▶ _What needs to be done_:
Search each line of the data for the word "None"; copy every line where it is found.

Stored items
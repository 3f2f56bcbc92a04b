use crate::num_vec::Vec3;

/// How an inbound record is folded into the local value.
///
#[derive(Clone, Copy, Debug, PartialEq, Eq)]
pub enum Combine {
    Accumulate,
    Overwrite,
}

/// A per-node value made of a fixed number of doubles, which can be packed
/// into exchange messages and prorated by the constraint propagator.
///
pub trait Record: Copy {
    const FIELDS: usize;

    fn read_fields(&self, out: &mut [f64]);

    fn write_fields(&mut self, fields: &[f64], combine: Combine);

    fn zero(&mut self);
}

impl Record for Vec3 {
    const FIELDS: usize = 3;

    fn read_fields(&self, out: &mut [f64]) {
        out[..3].copy_from_slice(self.as_array());
    }

    fn write_fields(&mut self, fields: &[f64], combine: Combine) {
        for (x, y) in self.as_mut_array().iter_mut().zip(fields) {
            match combine {
                Combine::Accumulate => *x += y,
                Combine::Overwrite => *x = *y,
            }
        }
    }

    fn zero(&mut self) {
        *self = Vec3::zeros()
    }
}




/**
 * The wire layout of one record: its doubles, optionally followed by the
 * sending node's global id so the receiver can check that both sides
 * walked their nodes in the same order. All values are little-endian.
 */
#[derive(Clone, Copy, Debug, PartialEq, Eq)]
pub struct RecordLayout {
    pub fields: usize,
    pub with_global_id: bool,
}

impl RecordLayout {
    pub fn of<R: Record>(with_global_id: bool) -> Self {
        Self {
            fields: R::FIELDS,
            with_global_id,
        }
    }

    /// Bytes per record on the wire.
    pub fn size(&self) -> usize {
        8 * self.fields + if self.with_global_id { 8 } else { 0 }
    }

    /// Write a record into its slot of an outbound buffer. `scratch` must
    /// hold at least `fields` doubles.
    ///
    pub fn pack<R: Record>(&self, value: &R, gid: u64, slot: &mut [u8], scratch: &mut [f64]) {
        value.read_fields(scratch);
        for (chunk, x) in slot.chunks_exact_mut(8).zip(&scratch[..self.fields]) {
            chunk.copy_from_slice(&x.to_le_bytes());
        }
        if self.with_global_id {
            slot[8 * self.fields..8 * self.fields + 8].copy_from_slice(&gid.to_le_bytes());
        }
    }

    /// Read the doubles of a record slot into `scratch`, returning the
    /// global id it carries if the layout has one.
    ///
    pub fn unpack(&self, slot: &[u8], scratch: &mut [f64]) -> Option<u64> {
        for (x, chunk) in scratch[..self.fields].iter_mut().zip(slot.chunks_exact(8)) {
            *x = f64::from_le_bytes(to_array(chunk));
        }
        if self.with_global_id {
            Some(u64::from_le_bytes(to_array(&slot[8 * self.fields..])))
        } else {
            None
        }
    }
}

fn to_array(bytes: &[u8]) -> [u8; 8] {
    let mut array = [0; 8];
    array.copy_from_slice(&bytes[..8]);
    array
}




// ============================================================================
#[cfg(test)]
mod test {
    use super::*;

    #[test]
    fn layout_sizes() {
        assert_eq!(RecordLayout::of::<Vec3>(false).size(), 24);
        assert_eq!(RecordLayout::of::<Vec3>(true).size(), 32);
    }

    #[test]
    fn packed_record_carries_its_global_id() {
        let layout = RecordLayout::of::<Vec3>(true);
        let mut slot = vec![0; layout.size()];
        let mut scratch = [0.0; 3];

        layout.pack(&Vec3::new(1.0, -2.0, 0.5), 77, &mut slot, &mut scratch);
        scratch = [0.0; 3];
        assert_eq!(layout.unpack(&slot, &mut scratch), Some(77));
        assert_eq!(scratch, [1.0, -2.0, 0.5]);
    }

    #[test]
    fn combine_modes() {
        let mut v = Vec3::new(1.0, 1.0, 1.0);
        v.write_fields(&[1.0, 2.0, 3.0], Combine::Accumulate);
        assert_eq!(v, Vec3::new(2.0, 3.0, 4.0));
        v.write_fields(&[1.0, 2.0, 3.0], Combine::Overwrite);
        assert_eq!(v, Vec3::new(1.0, 2.0, 3.0));
        v.zero();
        assert_eq!(v, Vec3::zeros());
    }
}
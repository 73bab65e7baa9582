//! Configuration schema for swcache
//!
//! Configuration is stored at `~/.config/swcache/config.toml`

use crate::lifecycle::manifest::DEFAULT_ENTRIES;
use serde::{Deserialize, Serialize};
use std::path::PathBuf;

/// Version tag of the stock deployment
pub const DEFAULT_VERSION: &str = "scanner39-2025-08-25-01";

/// Root configuration structure
#[derive(Debug, Clone, Default, Serialize, Deserialize)]
#[serde(default)]
pub struct Config {
    /// General settings
    pub general: GeneralConfig,

    /// Deployed version and its static assets
    pub worker: WorkerConfig,

    /// Where cache stores live
    pub storage: StorageConfig,

    /// Outbound HTTP client settings
    pub network: NetworkConfig,
}

/// General application settings
#[derive(Debug, Clone, Serialize, Deserialize)]
#[serde(default)]
pub struct GeneralConfig {
    /// Log format: "text" or "json"
    pub log_format: String,

    /// Record lifecycle events in the journal
    pub journal: bool,
}

impl Default for GeneralConfig {
    fn default() -> Self {
        Self {
            log_format: "text".to_string(),
            journal: true,
        }
    }
}

/// Deployment settings
#[derive(Debug, Clone, Serialize, Deserialize)]
#[serde(default)]
pub struct WorkerConfig {
    /// Build identifier; store names derive from it
    pub version: String,

    /// Base URL that relative manifest entries resolve against
    pub scope: String,

    /// Static assets pre-cached at install
    pub manifest: Vec<String>,
}

impl Default for WorkerConfig {
    fn default() -> Self {
        Self {
            version: DEFAULT_VERSION.to_string(),
            scope: "http://localhost:8080/".to_string(),
            manifest: DEFAULT_ENTRIES.iter().map(|s| s.to_string()).collect(),
        }
    }
}

/// Storage settings
#[derive(Debug, Clone, Default, Serialize, Deserialize)]
#[serde(default)]
pub struct StorageConfig {
    /// Storage root (default: `<state dir>/swcache/caches`)
    pub dir: Option<PathBuf>,
}

/// HTTP client settings
#[derive(Debug, Clone, Serialize, Deserialize)]
#[serde(default)]
pub struct NetworkConfig {
    /// User-Agent sent with every fetch
    pub user_agent: String,

    /// Overall per-request timeout; unset means the transport decides
    pub timeout_secs: Option<u64>,

    /// Largest response body accepted
    pub max_body_bytes: u64,
}

impl Default for NetworkConfig {
    fn default() -> Self {
        Self {
            user_agent: format!("swcache/{}", env!("CARGO_PKG_VERSION")),
            timeout_secs: None,
            max_body_bytes: 50 * 1024 * 1024,
        }
    }
}
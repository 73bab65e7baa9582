//! Lifecycle journal
//!
//! Appends JSON lines to `journal.log` in the storage root describing
//! installs, activations and purges. Journal IO never fails the operation
//! being recorded.

use crate::config::schema::Config;
use chrono::Utc;
use std::path::PathBuf;
use tokio::fs::OpenOptions;
use tokio::io::AsyncWriteExt;
use tracing::warn;

/// File-based journal that appends JSON lines
#[derive(Debug, Clone)]
pub struct Journal {
    enabled: bool,
    path: PathBuf,
}

impl Journal {
    /// Create a journal from config
    pub fn new(config: &Config) -> Self {
        Self {
            enabled: config.general.journal,
            path: config.journal_path(),
        }
    }

    /// Journal writing to an explicit file
    pub fn at(path: impl Into<PathBuf>) -> Self {
        Self {
            enabled: true,
            path: path.into(),
        }
    }

    /// Journal that records nothing
    pub fn disabled() -> Self {
        Self {
            enabled: false,
            path: PathBuf::new(),
        }
    }

    pub fn path(&self) -> &PathBuf {
        &self.path
    }

    /// Record an event as a JSON line
    pub async fn record(&self, event: &str, data: &serde_json::Value) {
        if !self.enabled {
            return;
        }

        let entry = serde_json::json!({
            "timestamp": Utc::now().to_rfc3339(),
            "event": event,
            "data": data,
        });

        let mut line = match serde_json::to_string(&entry) {
            Ok(s) => s,
            Err(e) => {
                warn!("Failed to serialize journal event: {}", e);
                return;
            }
        };
        line.push('\n');

        if let Err(e) = self.append(&line).await {
            warn!("Failed to write journal: {}", e);
        }
    }

    async fn append(&self, line: &str) -> std::io::Result<()> {
        if let Some(parent) = self.path.parent() {
            tokio::fs::create_dir_all(parent).await?;
        }

        let mut file = OpenOptions::new()
            .create(true)
            .append(true)
            .open(&self.path)
            .await?;

        file.write_all(line.as_bytes()).await?;
        file.flush().await?;
        Ok(())
    }
}

#[cfg(test)]
mod tests {
    use super::*;
    use tempfile::TempDir;

    #[tokio::test]
    async fn writes_json_line() {
        let dir = TempDir::new().unwrap();
        let journal = Journal::at(dir.path().join("journal.log"));

        journal
            .record(
                "activate.completed",
                &serde_json::json!({"version": "v2", "deleted": ["html-v1"]}),
            )
            .await;

        let content = tokio::fs::read_to_string(journal.path()).await.unwrap();
        let parsed: serde_json::Value = serde_json::from_str(content.trim()).unwrap();

        assert_eq!(parsed["event"], "activate.completed");
        assert_eq!(parsed["data"]["deleted"][0], "html-v1");
        assert!(parsed["timestamp"].is_string());
    }

    #[tokio::test]
    async fn appends_multiple_lines() {
        let dir = TempDir::new().unwrap();
        let journal = Journal::at(dir.path().join("nested").join("journal.log"));

        journal.record("install.completed", &serde_json::json!({})).await;
        journal.record("activate.completed", &serde_json::json!({})).await;

        let content = tokio::fs::read_to_string(journal.path()).await.unwrap();
        assert_eq!(content.trim().lines().count(), 2);
    }

    #[tokio::test]
    async fn follows_storage_dir() {
        let dir = TempDir::new().unwrap();
        let mut config = Config::default();
        config.storage.dir = Some(dir.path().join("caches"));

        let journal = Journal::new(&config);
        journal.record("stores.purged", &serde_json::json!({"deleted": []})).await;

        assert_eq!(journal.path(), &dir.path().join("caches").join("journal.log"));
        assert!(journal.path().exists());
    }

    #[tokio::test]
    async fn disabled_writes_nothing() {
        let dir = TempDir::new().unwrap();
        let journal = Journal {
            enabled: false,
            path: dir.path().join("journal.log"),
        };

        journal.record("install.failed", &serde_json::json!({})).await;

        assert!(!journal.path().exists());
    }
}
//! Request routing
//!
//! Every intercepted request is classified and then served by one of three
//! strategies:
//!
//! | Category | Strategy | Store | Offline fallback |
//! |----------|----------|-------|------------------|
//! | HTML navigation | network-first, HTTP caches bypassed | HTML | 503 `Offline` |
//! | Image | cache-first, hardening headers on hits | assets | 503 `Offline image` |
//! | Generic | cache-first | assets | 503 `Offline asset` |
//!
//! Network failures never escape: they turn into a cache fallback or a
//! synthetic response. Store failures do escape, there is nothing sensible
//! to serve when the store itself is gone.

use crate::classify::{classify, Category};
use crate::error::SwcacheResult;
use crate::http::{Headers, Request, Response};
use crate::network::{FetchOptions, Fetcher};
use crate::store::CacheStorage;
use crate::version::StoreNames;
use serde::Serialize;
use std::fmt;
use std::sync::Arc;
use tracing::{debug, warn};

/// One year, in seconds
const IMAGE_MAX_AGE_SECS: u64 = 365 * 24 * 60 * 60;

/// Headers laid over cached images when they are served
pub fn hardening_headers() -> Headers {
    [
        (
            "Cache-Control",
            format!("public, max-age={}", IMAGE_MAX_AGE_SECS),
        ),
        ("X-Content-Type-Options", "nosniff".to_string()),
        ("X-Frame-Options", "DENY".to_string()),
        ("X-XSS-Protection", "1; mode=block".to_string()),
    ]
    .into_iter()
    .collect()
}

/// Synthetic responses served when neither network nor cache can answer
pub mod offline {
    use crate::http::Response;

    pub fn html() -> Response {
        Response::text(503, "Offline", "Offline")
    }

    pub fn image() -> Response {
        Response::text(503, "", "Offline image")
    }

    pub fn asset() -> Response {
        Response::text(503, "", "Offline asset")
    }
}

/// Where a routed response came from
#[derive(Debug, Clone, Copy, PartialEq, Eq, Serialize)]
#[serde(rename_all = "lowercase")]
pub enum Source {
    Network,
    Cache,
    Offline,
}

impl fmt::Display for Source {
    fn fmt(&self, f: &mut fmt::Formatter<'_>) -> fmt::Result {
        match self {
            Self::Network => write!(f, "network"),
            Self::Cache => write!(f, "cache"),
            Self::Offline => write!(f, "offline"),
        }
    }
}

/// A response together with how it was produced
#[derive(Debug, Clone)]
pub struct Routed {
    pub category: Category,
    pub source: Source,
    pub response: Response,
}

impl Routed {
    pub fn into_response(self) -> Response {
        self.response
    }
}

/// Routes requests for one active version
pub struct Router {
    names: StoreNames,
    storage: Arc<dyn CacheStorage>,
    fetcher: Arc<dyn Fetcher>,
}

impl Router {
    pub fn new(names: StoreNames, storage: Arc<dyn CacheStorage>, fetcher: Arc<dyn Fetcher>) -> Self {
        Self {
            names,
            storage,
            fetcher,
        }
    }

    pub fn store_names(&self) -> &StoreNames {
        &self.names
    }

    /// Produce the response for a request
    pub async fn route(&self, request: &Request) -> SwcacheResult<Response> {
        Ok(self.dispatch(request).await?.into_response())
    }

    /// Produce the response and report how it was obtained
    pub async fn dispatch(&self, request: &Request) -> SwcacheResult<Routed> {
        let category = classify(request);
        let (source, response) = match category {
            Category::HtmlNavigation => self.network_first(request).await?,
            Category::Image => self.cache_first(request, category).await?,
            Category::Generic => self.cache_first(request, category).await?,
        };

        debug!(
            url = %request.url(),
            %category,
            %source,
            status = response.status,
            "routed"
        );
        Ok(Routed {
            category,
            source,
            response,
        })
    }

    async fn network_first(&self, request: &Request) -> SwcacheResult<(Source, Response)> {
        match self.fetcher.fetch(request, FetchOptions::no_store()).await {
            Ok(fresh) => {
                self.store_copy(&self.names.html, request, &fresh).await?;
                Ok((Source::Network, fresh))
            }
            Err(e) => {
                warn!("Navigation fetch failed, trying cache: {}", e);
                match self.lookup(&self.names.html, request).await? {
                    Some(cached) => Ok((Source::Cache, cached)),
                    None => Ok((Source::Offline, offline::html())),
                }
            }
        }
    }

    async fn cache_first(
        &self,
        request: &Request,
        category: Category,
    ) -> SwcacheResult<(Source, Response)> {
        if let Some(cached) = self.lookup(&self.names.assets, request).await? {
            let served = if category == Category::Image {
                harden(cached)
            } else {
                cached
            };
            return Ok((Source::Cache, served));
        }

        match self.fetcher.fetch(request, FetchOptions::default()).await {
            Ok(fresh) => {
                self.store_copy(&self.names.assets, request, &fresh).await?;
                Ok((Source::Network, fresh))
            }
            Err(e) => {
                warn!("Asset fetch failed: {}", e);
                let fallback = if category == Category::Image {
                    offline::image()
                } else {
                    offline::asset()
                };
                Ok((Source::Offline, fallback))
            }
        }
    }

    async fn lookup(&self, store: &str, request: &Request) -> SwcacheResult<Option<Response>> {
        if !request.is_cacheable() {
            return Ok(None);
        }
        self.storage.get(store, &request.key()).await
    }

    async fn store_copy(&self, store: &str, request: &Request, response: &Response) -> SwcacheResult<()> {
        if !request.is_cacheable() || !response.is_storable() {
            debug!(url = %request.url(), status = response.status, "not storing");
            return Ok(());
        }
        self.storage
            .put(store, request.key(), response.clone())
            .await
    }
}

/// Serve-time copy of a cached image with the hardening headers applied
fn harden(mut cached: Response) -> Response {
    cached.headers.merge(&hardening_headers());
    cached
}
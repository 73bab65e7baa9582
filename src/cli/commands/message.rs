//! Message command - deliver a control message to the waiting version

use super::Workspace;
use crate::cli::args::MessageArgs;
use crate::config::Config;
use crate::error::SwcacheResult;
use crate::lifecycle::ControlMessage;
use crate::ui::{self, Status, UiContext};

/// Execute the message command
pub async fn execute(args: MessageArgs, config: &Config) -> SwcacheResult<()> {
    let ctx = UiContext::detect();
    let message = ControlMessage::parse(&args.payload)?;

    let workspace = Workspace::new(config);
    let mut registration = workspace.registration().await?;

    let Some(version) = registration.waiting.clone() else {
        ui::step(&ctx, Status::Info, "No waiting version; message has no effect");
        return Ok(());
    };

    let mut manager = workspace.manager(config, version.clone())?.resume_installed();
    if !manager.handle_message(&message) {
        ui::step(&ctx, Status::Info, "Message ignored");
        return Ok(());
    }

    if !manager.ready_to_activate().await {
        ui::step(&ctx, Status::Warn, &format!("{} is still waiting", version));
        return Ok(());
    }

    let report = manager.activate().await?;
    registration.set_active(version.clone());
    workspace.save_registration(&registration).await?;

    ui::activation_summary(&ctx, &report);
    ui::step(&ctx, Status::Ok, &format!("{} is active", version));

    Ok(())
}
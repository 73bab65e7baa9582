//! Lifecycle manager for one version

use crate::error::{SwcacheError, SwcacheResult};
use crate::http::{Request, RequestKey, Response};
use crate::journal::Journal;
use crate::lifecycle::clients::Clients;
use crate::lifecycle::manifest::StaticAssetManifest;
use crate::lifecycle::message::ControlMessage;
use crate::lifecycle::state::WorkerState;
use crate::network::{FetchOptions, Fetcher};
use crate::routing::Router;
use crate::store::CacheStorage;
use crate::version::{StoreNames, VersionTag};
use futures_util::future::{join_all, try_join_all};
use serde::Serialize;
use std::collections::HashSet;
use std::sync::Arc;
use tracing::{debug, info, warn};
use url::Url;

/// Outcome of a successful install
#[derive(Debug, Clone, PartialEq, Eq, Serialize)]
pub struct InstallReport {
    pub version: String,
    pub store: String,
    pub entries: usize,
}

/// Outcome of a successful activation
#[derive(Debug, Clone, PartialEq, Eq, Serialize)]
pub struct ActivationReport {
    pub version: String,
    /// Stores removed by this run
    pub deleted: Vec<String>,
    /// Stores left in place (the current generation)
    pub kept: Vec<String>,
    /// Clients now controlled by this version
    pub claimed: usize,
}

/// Install followed by activation when allowed
#[derive(Debug, Clone)]
pub struct Transition {
    pub install: InstallReport,
    /// `None` when the version is left waiting
    pub activation: Option<ActivationReport>,
}

/// Drives install and activation of one version
pub struct LifecycleManager {
    version: VersionTag,
    names: StoreNames,
    manifest: Vec<Url>,
    storage: Arc<dyn CacheStorage>,
    fetcher: Arc<dyn Fetcher>,
    clients: Clients,
    journal: Journal,
    state: WorkerState,
    skip_waiting: bool,
}

impl LifecycleManager {
    /// Create a manager for `version`, resolving the manifest against `scope`
    pub fn new(
        version: VersionTag,
        manifest: &StaticAssetManifest,
        scope: &Url,
        storage: Arc<dyn CacheStorage>,
        fetcher: Arc<dyn Fetcher>,
    ) -> SwcacheResult<Self> {
        Ok(Self {
            names: version.store_names(),
            version,
            manifest: manifest.resolve(scope)?,
            storage,
            fetcher,
            clients: Clients::new(),
            journal: Journal::disabled(),
            state: WorkerState::Parsed,
            skip_waiting: false,
        })
    }

    /// Share a client registry with other versions
    pub fn with_clients(mut self, clients: Clients) -> Self {
        self.clients = clients;
        self
    }

    pub fn with_journal(mut self, journal: Journal) -> Self {
        self.journal = journal;
        self
    }

    /// Rebuild a manager for a version whose install already completed in
    /// an earlier run
    pub fn resume_installed(mut self) -> Self {
        self.state = WorkerState::Installed;
        self
    }

    pub fn version(&self) -> &VersionTag {
        &self.version
    }

    pub fn store_names(&self) -> &StoreNames {
        &self.names
    }

    /// Resolved manifest URLs, in manifest order
    pub fn manifest(&self) -> &[Url] {
        &self.manifest
    }

    pub fn state(&self) -> WorkerState {
        self.state
    }

    pub fn clients(&self) -> &Clients {
        &self.clients
    }

    pub fn skip_waiting_requested(&self) -> bool {
        self.skip_waiting
    }

    /// Skip the waiting phase: activate as soon as install completes
    pub fn skip_waiting(&mut self) {
        if !self.skip_waiting {
            debug!(version = %self.version, "skip waiting requested");
        }
        self.skip_waiting = true;
    }

    /// Apply a control message. Returns true if it was acted upon.
    pub fn handle_message(&mut self, message: &ControlMessage) -> bool {
        match message {
            ControlMessage::SkipWaiting => {
                self.skip_waiting();
                true
            }
            ControlMessage::Other(kind) => {
                debug!(?kind, "ignoring control message");
                false
            }
        }
    }

    /// Whether an installed version may activate now: either waiting was
    /// skipped or no client is held by an older version
    pub async fn ready_to_activate(&self) -> bool {
        self.state == WorkerState::Installed
            && (self.skip_waiting || self.clients.controlled_by_other(&self.version).await == 0)
    }

    pub async fn install(&mut self) -> SwcacheResult<InstallReport> {
        self.install_with_progress(&|_| {}).await
    }

    /// Populate the asset store from the manifest.
    ///
    /// All entries are fetched before anything is written; one failed
    /// fetch or one non-2xx response fails the install and leaves every
    /// store untouched. `on_fetched` is called once per fetched entry.
    pub async fn install_with_progress(
        &mut self,
        on_fetched: &(dyn Fn(&Url) + Send + Sync),
    ) -> SwcacheResult<InstallReport> {
        if self.state != WorkerState::Parsed {
            return Err(self.invalid("install"));
        }

        self.state = WorkerState::Installing;
        self.skip_waiting();
        info!(version = %self.version, entries = self.manifest.len(), "installing");

        let populated = self.populate(on_fetched).await;
        match populated {
            Ok(entries) => {
                self.state = WorkerState::Installed;
                let report = InstallReport {
                    version: self.version.to_string(),
                    store: self.names.assets.clone(),
                    entries,
                };
                self.journal
                    .record("install.completed", &serde_json::json!(report))
                    .await;
                info!(version = %self.version, entries, "installed");
                Ok(report)
            }
            Err(e) => {
                self.state = WorkerState::Redundant;
                warn!(version = %self.version, "install failed: {}", e);
                self.journal
                    .record(
                        "install.failed",
                        &serde_json::json!({
                            "version": self.version.as_str(),
                            "error": e.to_string(),
                        }),
                    )
                    .await;
                Err(e)
            }
        }
    }

    async fn populate(&self, on_fetched: &(dyn Fn(&Url) + Send + Sync)) -> SwcacheResult<usize> {
        let fetches = self.manifest.iter().map(|url| async move {
            let request = Request::from_url("GET", url.clone())?;
            let response = self
                .fetcher
                .fetch(&request, FetchOptions::default())
                .await
                .map_err(|e| SwcacheError::manifest(url.as_str(), e.reason))?;
            if !response.ok() {
                return Err(SwcacheError::manifest(
                    url.as_str(),
                    format!("bad status {}", response.status),
                ));
            }
            on_fetched(url);
            Ok::<(RequestKey, Response), SwcacheError>((request.key(), response))
        });

        let entries = try_join_all(fetches).await?;
        // Two manifest entries may resolve to the same URL
        let count = entries
            .iter()
            .map(|(key, _)| key)
            .collect::<HashSet<_>>()
            .len();
        self.storage.open(&self.names.assets).await?;
        self.storage.put_all(&self.names.assets, entries).await?;
        Ok(count)
    }

    /// Claim clients and delete every store of other generations.
    ///
    /// Allowed after install and again after a previous activation; a
    /// repeated run deletes nothing new.
    pub async fn activate(&mut self) -> SwcacheResult<ActivationReport> {
        if !self.state.can_activate() {
            return Err(self.invalid("activate"));
        }

        let previous = self.state;
        self.state = WorkerState::Activating;
        let claimed = self.clients.claim(&self.version).await;

        let collected = self.collect_stale().await;
        match collected {
            Ok((deleted, kept)) => {
                self.state = WorkerState::Activated;
                let report = ActivationReport {
                    version: self.version.to_string(),
                    deleted,
                    kept,
                    claimed,
                };
                self.journal
                    .record("activate.completed", &serde_json::json!(report))
                    .await;
                info!(
                    version = %self.version,
                    deleted = report.deleted.len(),
                    claimed,
                    "activated"
                );
                Ok(report)
            }
            Err(e) => {
                self.state = previous;
                Err(e)
            }
        }
    }

    async fn collect_stale(&self) -> SwcacheResult<(Vec<String>, Vec<String>)> {
        let (kept, stale): (Vec<String>, Vec<String>) = self
            .storage
            .keys()
            .await?
            .into_iter()
            .partition(|name| self.names.contains(name));

        let results = join_all(stale.iter().map(|name| self.storage.delete(name))).await;
        let mut deleted = Vec::new();
        for (name, result) in stale.into_iter().zip(results) {
            if result? {
                debug!(store = %name, "deleted stale store");
                deleted.push(name);
            }
        }
        Ok((deleted, kept))
    }

    /// Install, then activate if nothing makes the version wait
    pub async fn transition(
        &mut self,
        on_fetched: &(dyn Fn(&Url) + Send + Sync),
    ) -> SwcacheResult<Transition> {
        let install = self.install_with_progress(on_fetched).await?;
        let activation = if self.ready_to_activate().await {
            Some(self.activate().await?)
        } else {
            None
        };
        Ok(Transition {
            install,
            activation,
        })
    }

    /// Router over this version's stores; only an activated version routes
    pub fn router(&self) -> SwcacheResult<Router> {
        if !self.state.is_active() {
            return Err(self.invalid("route requests"));
        }
        Ok(Router::new(
            self.names.clone(),
            self.storage.clone(),
            self.fetcher.clone(),
        ))
    }

    fn invalid(&self, action: &str) -> SwcacheError {
        SwcacheError::InvalidTransition {
            action: action.to_string(),
            state: self.state.to_string(),
        }
    }
}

▶ _Exercise response_:
            None
            timeout_secs: None,
                    None => Ok((Source::Offline, offline::html())),
            return Ok(None);
    /// `None` when the version is left waiting
            None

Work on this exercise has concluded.